Respondents received their separation pay and executed Release waivers


and Quitclaims but they still filed a separate complaints for illegal dismissal,
unfair labor practice, reinstatement, and damages. Alleging that they were
not informed of the criteria for the implementation of the special retirement
program and the same was merely a scheme to thwart collective bargaining
with 32 union members representing 1/3 of the company’s supervisors
dismissed, with respondents offered contractual employment.

ISSUE:
1) WON the termination of respondents by virtue of the special retirement
program valid?
2) WON Lopez Sugar failed to prove redundancy?

RULING:
1) NO. The corporation illegally dismissed the private respondents by
including them in its special retirement program, this debilitating the
union, rendering it pliant by decapacitating its leadership. No standards,
criteria, or guidelines for the selection of the employees to be dismisses
were made known to them, and all they were told was that they had
been selected for termination.

3) NO. Under the Labor Code, the burden of proof is in the employer to
prove factual and legal basis for dismissal of employees based on
redundancy.

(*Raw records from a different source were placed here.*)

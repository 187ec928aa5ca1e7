//! # CLI Application
//!
//! CLI definition and command dispatch using clap.

use clap::{Parser, Subcommand};

use crate::commands::{cmd_genkey, cmd_pubkey, cmd_show, cmd_up, CliResult};

/// burrow - user-space layer-3 encrypted tunnel
#[derive(Parser)]
#[command(
    name = "burrow",
    version = env!("CARGO_PKG_VERSION"),
    about = "User-space layer-3 encrypted tunnel",
    after_help = "Examples:\n  \
        burrow genkey > private.key\n  \
        burrow pubkey < private.key\n  \
        sudo burrow up -c /etc/burrow/burrow.toml\n  \
        sudo burrow show -c /etc/burrow/burrow.toml"
)]
struct Cli {
    #[command(subcommand)]
    command: Commands,
}

#[derive(Subcommand)]
enum Commands {
    /// Bring the tunnel up and run until interrupted
    Up {
        /// Config file path
        #[arg(short, long, default_value = "/etc/burrow/burrow.toml")]
        config: String,

        /// Enable verbose output
        #[arg(short, long)]
        verbose: bool,
    },

    /// Generate a private key and print it as hex
    Genkey,

    /// Read a hex private key on stdin and print its public key
    Pubkey,

    /// Query a running instance over its control socket
    Show {
        /// Config file path (locates the control socket)
        #[arg(short, long, default_value = "/etc/burrow/burrow.toml")]
        config: String,
    },
}

pub fn run() -> CliResult {
    let cli = Cli::parse();

    match cli.command {
        Commands::Up { config, verbose } => {
            init_logger(if verbose { "debug" } else { "info" });
            cmd_up(&config)
        }
        Commands::Genkey => cmd_genkey(),
        Commands::Pubkey => cmd_pubkey(),
        Commands::Show { config } => cmd_show(&config),
    }
}

fn init_logger(level: &str) {
    env_logger::Builder::from_env(env_logger::Env::default().default_filter_or(level))
        .format_timestamp_secs()
        .init();
}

Moreover, jurisprudence has held that the following
requisites ensure validity of a redundancy program: (1) written notice to
employees and DOLE at least 1 month prior the retrenchment; (2)
payment of separation pay of at least 1 month or 1 month pay for every
year of service; (3) good faith; and (4) fair and reasonable criteria in
ascertaining redundant positions to be abolished.

In this case, Lopez Sugar failed to comply with the 4th requisite as it
gave no standard or criteria to respondents that may justify their inclusion
in the special retirement program.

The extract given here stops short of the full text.